What is an unsecured business startup loan?
Some people start up a business even if they don’t have sufficient funding available for the continuous operation of the business. Part of their feasibility study or business plan could be acquiring startup loan to support the funding needs of the business. This shouldn’t be much of a problem because most banks and financing firms in Australia do provide this service to startup companies, especially if they find the business to be a good market niche that guarantees a stable revenue stream for the business owner.
Related article: Are You Ready To Start Your Business?

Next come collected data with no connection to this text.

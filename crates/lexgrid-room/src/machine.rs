//! Match lifecycle: start, countdown, round clock, round end, results.
//!
//! Every timer handler looks the room up again and checks its status
//! before acting. A timer that outlived its room, or that fires after the
//! room moved on, does nothing.

use std::time::Instant;

use lexgrid_protocol::{MatchStarted, MatchStatus, PlayerId, RoomCode, ServerEvent};
use tracing::{debug, error, info, warn};

use crate::broadcast::verify_event;
use crate::{RoomRegistry, RoomTimer, SyncHealth};

/// Below this many seconds the clock is broadcast on every tick.
const FINAL_SECONDS: u32 = 10;

impl RoomRegistry {
    /// Host asks to start. Returns `false` (and changes nothing) unless the
    /// caller hosts a lobby where at least `min_players` are connected and
    /// every connected player is ready.
    pub fn start_match(&mut self, player: PlayerId, now: Instant) -> bool {
        let Some(code) = self.player_rooms.get(&player).cloned() else {
            return false;
        };
        let Some(room) = self.rooms.get_mut(&code) else {
            return false;
        };
        if room.host != player || room.status() != MatchStatus::Lobby {
            debug!(room = %code, player_id = %player, "start ignored: not host or not in lobby");
            return false;
        }
        let connected = room.connected_count();
        let all_ready = room
            .players
            .iter()
            .filter(|p| p.is_connected)
            .all(|p| p.is_ready);
        if connected < self.config.min_players || !all_ready {
            debug!(room = %code, connected, all_ready, "start ignored: players not ready");
            return false;
        }

        for p in &mut room.players {
            p.reset_match();
        }
        room.state.current_round = 0;
        let board = room
            .generator
            .generate(self.config.board_width, self.config.board_height);
        room.state.upcoming_board = Some(board);
        room.touch(now);
        info!(
            room = %code,
            players = connected,
            rounds = room.settings.rounds,
            round_secs = room.settings.round_duration_secs,
            "match starting"
        );
        self.begin_round(&code, now);
        true
    }

    /// `lobby | round-end -> starting`: countdown for the next round.
    fn begin_round(&mut self, code: &RoomCode, now: Instant) {
        let Some(room) = self.rooms.get_mut(code) else {
            return;
        };
        let from_lobby = room.status() == MatchStatus::Lobby;
        if !room.set_status(MatchStatus::Starting) {
            return;
        }
        room.state.current_round += 1;
        if room.state.current_round > 1 || room.state.upcoming_board.is_none() {
            let board = room
                .generator
                .generate(self.config.board_width, self.config.board_height);
            room.state.upcoming_board = Some(board);
        }
        for p in &mut room.players {
            p.reset_round();
        }
        room.state.round_started_at = None;
        room.state.countdown_ends_at = Some(now + self.config.countdown);
        let countdown = room.countdown_remaining(now);
        debug!(room = %code, round = room.state.current_round, countdown, "round countdown");

        if from_lobby {
            let view = room.view();
            self.outbox.to_room(room, ServerEvent::RoomUpdated { room: view });
        }
        self.outbox
            .to_room(room, ServerEvent::MatchStarting { countdown });

        if self.config.countdown.is_zero() {
            self.activate_round(code, now);
        } else {
            self.schedule_in(code, RoomTimer::Countdown, now, self.config.countdown);
        }
    }

    /// `starting -> active`: hand out the board and start the clock.
    fn activate_round(&mut self, code: &RoomCode, now: Instant) {
        let Some(room) = self.rooms.get_mut(code) else {
            return;
        };
        if room.status() != MatchStatus::Starting || !room.set_status(MatchStatus::Active) {
            return;
        }
        let board = match room.state.upcoming_board.take() {
            Some(board) => board,
            None => room
                .generator
                .generate(self.config.board_width, self.config.board_height),
        };
        room.state.round_started_at = Some(now);
        room.state.countdown_ends_at = None;
        let time_remaining = room.time_remaining(now);
        room.state.last_broadcast_secs = Some(time_remaining);

        let board_checksum = board.checksum();
        let started = ServerEvent::MatchStarted(MatchStarted {
            board_checksum: board_checksum.clone(),
            board: board.clone(),
            time_remaining,
            current_round: room.state.current_round,
            total_rounds: room.settings.rounds,
            player_count: room.players.len(),
            sequence_number: room.state.diff_seq,
        });
        room.state.board = Some(board);
        info!(
            room = %code,
            round = room.state.current_round,
            of = room.settings.rounds,
            "round started"
        );

        let mut health = SyncHealth::new(now);
        let checked = Instant::now();
        match verify_event(&started, &board_checksum) {
            Ok(()) => health.record_success(checked.elapsed()),
            Err(e) => {
                error!(room = %code, error = %e, "match start payload failed verification");
                health.record_failure(&self.sync_config.retry);
            }
        }

        self.outbox.to_room(room, ServerEvent::MatchGo);
        self.outbox.to_room(room, started);

        let ends_at = now + room.round_duration();
        let next_tick = (now + self.config.clock_tick).min(ends_at);
        let resync_in = health.next_interval(now, &self.sync_config);
        self.health.insert(code.clone(), health);
        self.schedule(code, RoomTimer::RoundClock, next_tick);
        self.schedule_in(code, RoomTimer::Resync, now, resync_in);
        self.schedule_in(
            code,
            RoomTimer::HealthCheck,
            now,
            self.sync_config.health_check_interval,
        );
    }

    /// Round clock tick. Broadcasts the remaining seconds when they change,
    /// every tick near the end, and ends the round at zero.
    fn on_round_clock(&mut self, code: &RoomCode, now: Instant) {
        let Some(room) = self.rooms.get_mut(code) else {
            return;
        };
        if room.status() != MatchStatus::Active {
            return;
        }
        let (Some(ends_at), remaining) = (room.round_ends_at(), room.time_remaining(now)) else {
            return;
        };
        if remaining == 0 {
            self.end_round(code, now);
            return;
        }
        if room.state.last_broadcast_secs != Some(remaining) || remaining <= FINAL_SECONDS {
            room.state.last_broadcast_secs = Some(remaining);
            self.outbox.to_room(
                room,
                ServerEvent::TimerUpdate {
                    time_remaining: remaining,
                },
            );
        }
        let next_tick = (now + self.config.clock_tick).min(ends_at);
        self.schedule(code, RoomTimer::RoundClock, next_tick);
    }

    /// `active -> round-end`. Runs at most once per round.
    fn end_round(&mut self, code: &RoomCode, now: Instant) {
        let Some(room) = self.rooms.get_mut(code) else {
            return;
        };
        if !room.set_status(MatchStatus::RoundEnd) {
            return;
        }
        if room.state.last_broadcast_secs != Some(0) {
            room.state.last_broadcast_secs = Some(0);
            self.outbox
                .to_room(room, ServerEvent::TimerUpdate { time_remaining: 0 });
        }
        room.state.round_started_at = None;
        room.touch(now);

        let round_number = room.state.current_round;
        let is_match_complete = round_number >= room.settings.rounds;
        info!(room = %code, round = round_number, is_match_complete, "round ended");
        self.outbox.to_room(
            room,
            ServerEvent::RoundEnd {
                round_number,
                scores: room.scores(),
                is_match_complete,
            },
        );

        self.cancel(code, RoomTimer::RoundClock);
        self.cancel(code, RoomTimer::Resync);
        self.cancel(code, RoomTimer::HealthCheck);
        self.health.remove(code);

        if is_match_complete {
            self.finish_match(code, now);
        } else {
            self.schedule_in(code, RoomTimer::NextRound, now, self.config.round_end_delay);
        }
    }

    /// `round-end -> finished`: announce the winner and show results.
    fn finish_match(&mut self, code: &RoomCode, now: Instant) {
        let Some(room) = self.rooms.get_mut(code) else {
            return;
        };
        if !room.set_status(MatchStatus::Finished) {
            return;
        }
        let winner = room.winner();
        info!(room = %code, winner = ?winner, "match finished");
        self.outbox.to_room(
            room,
            ServerEvent::MatchFinished {
                winner,
                final_scores: room.scores(),
                total_rounds: room.settings.rounds,
            },
        );
        self.schedule_in(code, RoomTimer::ReturnToLobby, now, self.config.results_delay);
    }

    /// `finished -> lobby`: clear readiness and the board.
    fn return_to_lobby(&mut self, code: &RoomCode, now: Instant) {
        let Some(room) = self.rooms.get_mut(code) else {
            return;
        };
        if room.status() != MatchStatus::Finished || !room.set_status(MatchStatus::Lobby) {
            return;
        }
        for p in &mut room.players {
            p.is_ready = false;
        }
        room.state.board = None;
        room.state.upcoming_board = None;
        room.state.current_round = 0;
        room.state.last_broadcast_secs = None;
        room.touch(now);
        debug!(room = %code, "back to lobby");
        let view = room.view();
        self.outbox.to_room(room, ServerEvent::RoomUpdated { room: view });
        for timer in [
            RoomTimer::Countdown,
            RoomTimer::RoundClock,
            RoomTimer::NextRound,
            RoomTimer::Resync,
            RoomTimer::HealthCheck,
        ] {
            self.cancel(code, timer);
        }
    }

    fn log_health(&mut self, code: &RoomCode, now: Instant) {
        let Some(room) = self.rooms.get(code) else {
            return;
        };
        if room.status() != MatchStatus::Active {
            return;
        }
        let Some(health) = self.health.get(code) else {
            return;
        };
        let tier = health.select_tier(now, &self.sync_config);
        let success_rate = health.success_rate();
        if health.is_degraded() {
            warn!(
                room = %code,
                %tier,
                success_rate,
                failures = health.total_failures(),
                "board sync degraded"
            );
        } else {
            debug!(
                room = %code,
                %tier,
                success_rate,
                syncs = health.total_syncs(),
                latency = ?health.average_latency(),
                "board sync health"
            );
        }
        self.schedule_in(
            code,
            RoomTimer::HealthCheck,
            now,
            self.sync_config.health_check_interval,
        );
    }

    pub(crate) fn fire(&mut self, code: &RoomCode, timer: RoomTimer, now: Instant) {
        match timer {
            RoomTimer::Countdown => self.activate_round(code, now),
            RoomTimer::RoundClock => self.on_round_clock(code, now),
            RoomTimer::NextRound => {
                if self.room(code).map(|r| r.status()) == Some(MatchStatus::RoundEnd) {
                    self.begin_round(code, now);
                }
            }
            RoomTimer::ReturnToLobby => self.return_to_lobby(code, now),
            RoomTimer::Resync => self.perform_periodic_sync(code, now),
            RoomTimer::HealthCheck => self.log_health(code, now),
        }
    }
}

Often, business entrepreneurs applying for a business startup loan will be required to provide a form of security against the loan. This is a secured business startup loan where the lending party will accept anything of equivalent value or more to the loan amount as collateral for the borrowed money.
What happens if you are not able to provide any collateral or security for the business startup loan being applied for? Are you denied the opportunity to access to funds that can help grow your business?
Fortunately, there is another type of loan called unsecured business startup loan. This type of loan is approved or granted even without providing any collateral or security. In a business sense, this type of loan may be considered a cash advance against future income of the company. Without collateral, an unsecured loan poses a higher risk to the lending company and as such, a higher interest rate is imposed to compensate for the higher risk.
The loan is secured by the loan applicant’s signature and commitment to pay. This type of loan is preferred more by business owners as they are not pledging additional assets towards the loan. Unsecured loans are approved faster than other types of loan, especially if all the required documentation is in order.
To apply for an unsecured business startup loan, a typical process is described below:
- Consultation With a Financial Expert. Get all necessary information from a financial expert from the bank, lending firm or government agency
- Application Process Begins. Documents to be filled out and submitted
- Verification of Credentials. Lender will check and verify your background, credit status and history
- Approval and Signing. Loan is approved and loan contracts are signed. Funds are released soon after
As soon as the loan proceeds are released, the business owner can freely use the funds according to what was agreed upon with the bank or lender. This is to make sure that the use of funds will in turn result to generating revenue that will be used to pay out the loan obligations.